<<<<

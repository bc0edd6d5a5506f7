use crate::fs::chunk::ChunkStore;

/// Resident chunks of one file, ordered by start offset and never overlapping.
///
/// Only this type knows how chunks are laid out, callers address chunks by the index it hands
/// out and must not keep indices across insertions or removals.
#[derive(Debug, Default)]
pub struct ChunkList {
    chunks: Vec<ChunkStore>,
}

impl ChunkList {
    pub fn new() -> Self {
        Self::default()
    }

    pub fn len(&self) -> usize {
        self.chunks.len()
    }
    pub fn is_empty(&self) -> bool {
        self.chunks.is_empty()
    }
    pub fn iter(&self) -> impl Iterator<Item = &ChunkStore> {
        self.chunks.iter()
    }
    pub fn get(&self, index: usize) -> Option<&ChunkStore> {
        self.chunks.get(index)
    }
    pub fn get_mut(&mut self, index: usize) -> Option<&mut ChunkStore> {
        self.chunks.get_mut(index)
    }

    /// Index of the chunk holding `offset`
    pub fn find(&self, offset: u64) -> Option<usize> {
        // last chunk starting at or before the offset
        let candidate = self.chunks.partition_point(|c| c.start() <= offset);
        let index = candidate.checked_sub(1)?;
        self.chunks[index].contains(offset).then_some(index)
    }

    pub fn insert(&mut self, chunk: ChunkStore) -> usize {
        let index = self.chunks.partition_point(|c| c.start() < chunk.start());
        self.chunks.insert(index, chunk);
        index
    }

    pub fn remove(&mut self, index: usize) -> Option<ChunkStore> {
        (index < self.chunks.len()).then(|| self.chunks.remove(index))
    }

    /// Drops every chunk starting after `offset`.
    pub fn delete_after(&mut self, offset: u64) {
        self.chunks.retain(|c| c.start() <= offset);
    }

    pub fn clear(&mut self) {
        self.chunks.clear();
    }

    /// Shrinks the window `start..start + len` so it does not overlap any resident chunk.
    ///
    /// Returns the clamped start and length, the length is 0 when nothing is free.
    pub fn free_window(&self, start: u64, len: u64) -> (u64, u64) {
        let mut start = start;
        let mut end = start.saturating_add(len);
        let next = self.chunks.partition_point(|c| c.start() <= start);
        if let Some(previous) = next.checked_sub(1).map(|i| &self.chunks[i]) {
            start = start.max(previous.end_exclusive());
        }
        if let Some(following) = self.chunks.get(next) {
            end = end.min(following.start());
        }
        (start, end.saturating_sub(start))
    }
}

>>>>

• _Exercise_: Take from the entries every line that has the string "ChunkStore".

• _Your response_:
use crate::fs::chunk::ChunkStore;
    chunks: Vec<ChunkStore>,
    pub fn iter(&self) -> impl Iterator<Item = &ChunkStore> {
    pub fn get(&self, index: usize) -> Option<&ChunkStore> {
    pub fn get_mut(&mut self, index: usize) -> Option<&mut ChunkStore> {
    pub fn insert(&mut self, chunk: ChunkStore) -> usize {
    pub fn remove(&mut self, index: usize) -> Option<ChunkStore> {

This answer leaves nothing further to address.